## Metadata

This challenge is from DownUnderCTF 2023. I played under NUS Greyhats instead of the usual SEE and we won 1st. However I didn’t really contribute much, I joined halfway through the CTF and had other commitments and accumulated a total of only ~1000/12000 of the eventual points the whole team made.

Regardless, I’m happy that we blooded Encrypted Mail 31 hours into the CTF (beating SEE which I betrayed, sorryyyy Neobeo and Warri). Encrypted Mail was the 2nd hardest crypto challenge, and the hardest was, unfortunately for the author Joseph, unsolved.

## Challenge

- Points: 449
- Solves: 3
- Author: joseph

Zero-knowledge authentication, end-to-end encryption, this new mail app has it all. For a limited time, admins may be sending flags to users. Sign up today to get yours!

`nc 2023.ductf.dev 30000`

### Objective

Players are given a minimal mail-server implementation to interact with. There are 4 options to choose from:

- Register
- Login
- Send Message
- View Inbox

When you register, the server asks for your username and your public key $y$ that will be used during Login. The intended usage of this mail server would require you to generate a private key $x$ and generate $y$ from it.

During Login, the server prompts you with a series of *challenges*, which should require that you know the secret private key $x$ for that account to answer the challenges correctly. This is the “zero-knowledge” part of this mail server.

Once you log in, you can send messages and view your inbox.

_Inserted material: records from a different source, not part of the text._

#[rocket::async_trait]
impl Store for MemoryStore {
    async fn insert_instance(&self, instance: &NewInstance) -> Result<Instance> {
        let instance = Instance {
            id: Id::new(),
            instance: instance.clone(),
        };
        let mut inner = self.inner.lock().await;
        inner.instances.insert(instance.id, instance.clone());
        Ok(instance)
    }

    async fn instance(&self, id: Id) -> Result<Option<Instance>> {
        Ok(self.inner.lock().await.instances.get(&id).cloned())
    }

    async fn instances(&self) -> Result<Vec<Instance>> {
        Ok(self.inner.lock().await.instances.values().cloned().collect())
    }

    async fn transition_instance(
        &self,
        id: Id,
        from: InstanceStatus,
        to: InstanceStatus,
    ) -> Result<bool> {
        let mut inner = self.inner.lock().await;
        match inner.instances.get_mut(&id) {
            Some(instance) if instance.status == from => {
                instance.status = to;
                Ok(true)
            }
            _ => Ok(false),
        }
    }

    async fn delete_instance(&self, id: Id) -> Result<bool> {
        let mut inner = self.inner.lock().await;
        if inner.instances.remove(&id).is_none() {
            return Ok(false);
        }
        inner.categories.retain(|_, c| c.instance_id != id);
        inner.candidates.retain(|_, c| c.instance_id != id);
        inner.voters.retain(|_, v| v.instance_id != id);
        inner.remove_votes(|vote| vote.instance_id == id);
        inner
            .accounts
            .retain(|_, a| !(a.role == Role::Observer && a.instance_id == Some(id)));
        for account in inner.accounts.values_mut() {
            if account.instance_id == Some(id) {
                account.instance_id = None;
            }
        }
        Ok(true)
    }

    async fn insert_account(&self, account: &NewAccount) -> Result<Account> {
        let mut inner = self.inner.lock().await;
        if let Some(conflict) = inner.account_conflict(account, None) {
            return Err(conflict);
        }
        let account = Account {
            id: Id::new(),
            account: account.clone(),
        };
        inner.accounts.insert(account.id, account.clone());
        Ok(account)
    }

    async fn account(&self, id: Id) -> Result<Option<Account>> {
        Ok(self.inner.lock().await.accounts.get(&id).cloned())
    }

    async fn account_by_email(&self, email: &Email) -> Result<Option<Account>> {
        let inner = self.inner.lock().await;
        Ok(inner.accounts.values().find(|a| &a.email == email).cloned())
    }

    async fn accounts(&self) -> Result<Vec<Account>> {
        Ok(self.inner.lock().await.accounts.values().cloned().collect())
    }

    async fn bind_account(&self, id: Id, instance_id: Id) -> Result<()> {
        let mut inner = self.inner.lock().await;
        let mut updated = inner
            .accounts
            .get(&id)
            .cloned()
            .ok_or_else(|| Error::not_found(format!("Account {id}")))?;
        if let Some(bound) = updated.instance_id {
            return Err(Error::Conflict(format!(
                "Account {id} is already bound to instance {bound}"
            )));
        }
        updated.instance_id = Some(instance_id);
        if let Some(conflict) = inner.account_conflict(&updated, Some(id)) {
            return Err(conflict);
        }
        inner.accounts.insert(id, updated);
        Ok(())
    }

    async fn delete_account(&self, id: Id) -> Result<bool> {
        Ok(self.inner.lock().await.accounts.remove(&id).is_some())
    }

    async fn insert_voter(&self, voter: &NewVoter) -> Result<Voter> {
        let mut inner = self.inner.lock().await;
        let duplicate = inner
            .voters
            .values()
            .any(|v| v.instance_id == voter.instance_id && v.email == voter.email);
        if duplicate {
            return Err(Error::Conflict(format!(
                "A voter with email {} already exists in this instance",
                voter.email
            )));
        }
        let voter = Voter {
            id: Id::new(),
            voter: voter.clone(),
        };
        inner.voters.insert(voter.id, voter.clone());
        Ok(voter)
    }

    async fn voter(&self, id: Id) -> Result<Option<Voter>> {
        Ok(self.inner.lock().await.voters.get(&id).cloned())
    }

    async fn voters_by_email(&self, email: &Email) -> Result<Vec<Voter>> {
        let inner = self.inner.lock().await;
        Ok(inner
            .voters
            .values()
            .filter(|v| &v.email == email)
            .cloned()
            .collect())
    }

    async fn voters(&self, instance_id: Id) -> Result<Vec<Voter>> {
        let inner = self.inner.lock().await;
        Ok(inner
            .voters
            .values()
            .filter(|v| v.instance_id == instance_id)
            .cloned()
            .collect())
    }

    async fn delete_voter(&self, id: Id) -> Result<bool> {
        let mut inner = self.inner.lock().await;
        if inner.voters.remove(&id).is_none() {
            return Ok(false);
        }
        inner.remove_votes(|vote| vote.voter_id == id);
        Ok(true)
    }

    async fn count_registered_voters(&self, instance_id: Id) -> Result<u64> {
        let inner = self.inner.lock().await;
        Ok(inner
            .voters
            .values()
            .filter(|v| v.instance_id == instance_id && v.is_registered)
            .count() as u64)
    }

    async fn reserve_code_send(
        &self,
        email: &Email,
        now: DateTime<Utc>,
        cooldown: Duration,
    ) -> Result<Reservation> {
        let mut inner = self.inner.lock().await;
        if let Some(last_sent_at) = inner.code_requests.get(email) {
            if *last_sent_at > now - cooldown {
                return Ok(Reservation::Throttled {
                    last_sent_at: *last_sent_at,
                });
            }
        }
        inner.code_requests.insert(email.clone(), now);
        Ok(Reservation::Granted)
    }

    async fn store_code(
        &self,
        voter_id: Id,
        code: Code,
        expires_at: DateTime<Utc>,
    ) -> Result<()> {
        let mut inner = self.inner.lock().await;
        let voter = inner
            .voters
            .get_mut(&voter_id)
            .ok_or_else(|| Error::not_found(format!("Voter {voter_id}")))?;
        voter.login_code = Some(code);
        voter.login_code_expires_at = Some(BsonDateTime::from_chrono(expires_at));
        voter.login_code_failures = 0;
        Ok(())
    }

    async fn consume_code(&self, voter_id: Id, code: Code) -> Result<bool> {
        let mut inner = self.inner.lock().await;
        match inner.voters.get_mut(&voter_id) {
            Some(voter) if voter.login_code == Some(code) => {
                voter.login_code = None;
                voter.login_code_expires_at = None;
                voter.login_code_failures = 0;
                Ok(true)
            }
            _ => Ok(false),
        }
    }

    async fn record_code_failure(&self, voter_id: Id, limit: u32) -> Result<bool> {
        let mut inner = self.inner.lock().await;
        match inner.voters.get_mut(&voter_id) {
            Some(voter) if voter.login_code.is_some() => {
                voter.login_code_failures += 1;
                if voter.login_code_failures < limit {
                    return Ok(false);
                }
                voter.login_code = None;
                voter.login_code_expires_at = None;
                voter.login_code_failures = 0;
                Ok(true)
            }
            _ => Ok(false),
        }
    }

    async fn link_credential(
        &self,
        voter_id: Id,
        credential_id: Id,
        now: DateTime<Utc>,
    ) -> Result<()> {
        let mut inner = self.inner.lock().await;
        let voter = inner
            .voters
            .get_mut(&voter_id)
            .ok_or_else(|| Error::not_found(format!("Voter {voter_id}")))?;
        voter.credential_id = Some(credential_id);
        if !voter.is_registered {
            voter.is_registered = true;
            voter.registered_at = Some(BsonDateTime::from_chrono(now));
        }
        Ok(())
    }

    async fn insert_credential(&self, credential: &NewCredential) -> Result<Credential> {
        let mut inner = self.inner.lock().await;
        if inner
            .credentials
            .values()
            .any(|c| c.email == credential.email)
        {
            return Err(Error::Conflict(format!(
                "A credential for {} already exists",
                credential.email
            )));
        }
        let credential = Credential {
            id: Id::new(),
            credential: credential.clone(),
        };
        inner.credentials.insert(credential.id, credential.clone());
        Ok(credential)
    }

    async fn credential(&self, id: Id) -> Result<Option<Credential>> {
        Ok(self.inner.lock().await.credentials.get(&id).cloned())
    }

    async fn credential_by_email(&self, email: &Email) -> Result<Option<Credential>> {
        let inner = self.inner.lock().await;
        Ok(inner
            .credentials
            .values()
            .find(|c| &c.email == email)
            .cloned())
    }

    async fn rotate_credential(
        &self,
        id: Id,
        secret_digest: &str,
        now: DateTime<Utc>,
    ) -> Result<()> {
        let mut inner = self.inner.lock().await;
        let credential = inner
            .credentials
            .get_mut(&id)
            .ok_or_else(|| Error::not_found(format!("Credential {id}")))?;
        credential.secret_digest = Some(secret_digest.to_string());
        credential.rotated_at = BsonDateTime::from_chrono(now);
        Ok(())
    }

    async fn take_credential_secret(&self, id: Id, secret_digest: &str) -> Result<bool> {
        let mut inner = self.inner.lock().await;
        match inner.credentials.get_mut(&id) {
            Some(credential) if credential.secret_digest.as_deref() == Some(secret_digest) => {
                credential.secret_digest = None;
                Ok(true)
            }
            _ => Ok(false),
        }
    }

    async fn insert_category(&self, category: &NewCategory) -> Result<Category> {
        let category = Category {
            id: Id::new(),
            category: category.clone(),
        };
        let mut inner = self.inner.lock().await;
        inner.categories.insert(category.id, category.clone());
        Ok(category)
    }

    async fn category(&self, id: Id) -> Result<Option<Category>> {
        Ok(self.inner.lock().await.categories.get(&id).cloned())
    }

    async fn categories(&self, instance_id: Id) -> Result<Vec<Category>> {
        let inner = self.inner.lock().await;
        let mut categories: Vec<Category> = inner
            .categories
            .values()
            .filter(|c| c.instance_id == instance_id)
            .cloned()
            .collect();
        categories.sort_by_key(|c| c.display_order);
        Ok(categories)
    }

    async fn update_category(&self, id: Id, spec: &CategorySpec) -> Result<Option<Category>> {
        let mut inner = self.inner.lock().await;
        Ok(inner.categories.get_mut(&id).map(|category| {
            category.name = spec.name.clone();
            category.description = spec.description.clone();
            category.display_order = spec.display_order;
            category.clone()
        }))
    }

    async fn delete_category(&self, id: Id) -> Result<bool> {
        let mut inner = self.inner.lock().await;
        if inner.categories.remove(&id).is_none() {
            return Ok(false);
        }
        inner.candidates.retain(|_, c| c.category_id != id);
        inner.remove_votes(|vote| vote.category_id == id);
        Ok(true)
    }

    async fn insert_candidate(&self, candidate: &NewCandidate) -> Result<Candidate> {
        let candidate = Candidate {
            id: Id::new(),
            candidate: candidate.clone(),
        };
        let mut inner = self.inner.lock().await;
        inner.candidates.insert(candidate.id, candidate.clone());
        Ok(candidate)
    }

    async fn candidate(&self, id: Id) -> Result<Option<Candidate>> {
        Ok(self.inner.lock().await.candidates.get(&id).cloned())
    }

    async fn candidates(&self, category_id: Id) -> Result<Vec<Candidate>> {
        let inner = self.inner.lock().await;
        Ok(inner
            .candidates
            .values()
            .filter(|c| c.category_id == category_id)
            .cloned()
            .collect())
    }

    async fn delete_candidate(&self, id: Id) -> Result<bool> {
        let mut inner = self.inner.lock().await;
        if inner.candidates.remove(&id).is_none() {
            return Ok(false);
        }
        inner.remove_votes(|vote| vote.candidate_id == id);
        Ok(true)
    }

    async fn insert_vote(&self, vote: &NewVote) -> Result<Vote> {
        let mut inner = self.inner.lock().await;
        let duplicate = inner
            .votes
            .values()
            .any(|v| v.voter_id == vote.voter_id && v.category_id == vote.category_id);
        if duplicate {
            return Err(Error::AlreadyVoted);
        }
        let vote = Vote {
            id: Id::new(),
            vote: vote.clone(),
        };
        inner.votes.insert(vote.id, vote.clone());
        Ok(vote)
    }

    async fn votes_by_voter(&self, voter_id: Id) -> Result<Vec<Vote>> {
        let inner = self.inner.lock().await;
        Ok(inner
            .votes
            .values()
            .filter(|v| v.voter_id == voter_id)
            .cloned()
            .collect())
    }

    async fn tally(&self, category_id: Id) -> Result<HashMap<Id, u64>> {
        let inner = self.inner.lock().await;
        let mut tally = HashMap::new();
        for vote in inner.votes.values().filter(|v| v.category_id == category_id) {
            *tally.entry(vote.candidate_id).or_insert(0) += 1;
        }
        Ok(tally)
    }

    async fn count_votes(&self, instance_id: Id) -> Result<u64> {
        let inner = self.inner.lock().await;
        Ok(inner
            .votes
            .values()
            .filter(|v| v.instance_id == instance_id)
            .count() as u64)
    }

    async fn count_participants(&self, instance_id: Id) -> Result<u64> {
        let inner = self.inner.lock().await;
        let voters: HashSet<Id> = inner
            .votes
            .values()
            .filter(|v| v.instance_id == instance_id)
            .map(|v| v.voter_id)
            .collect();
        Ok(voters.len() as u64)
    }
}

To send a message, you would need to input the recipient’s username. The server then replies with the recipient’s public key. You are then required to encrypt your message with the recipient’s public key, sign the message with your private key and tell the server the resulting encrypted message and signature.

When you view your inbox, the server replies with all the messages you have. However, the server replies with the encrypted messages (encrypted with your public key) and the signatures (for you to verify the sender with the sender’s public key).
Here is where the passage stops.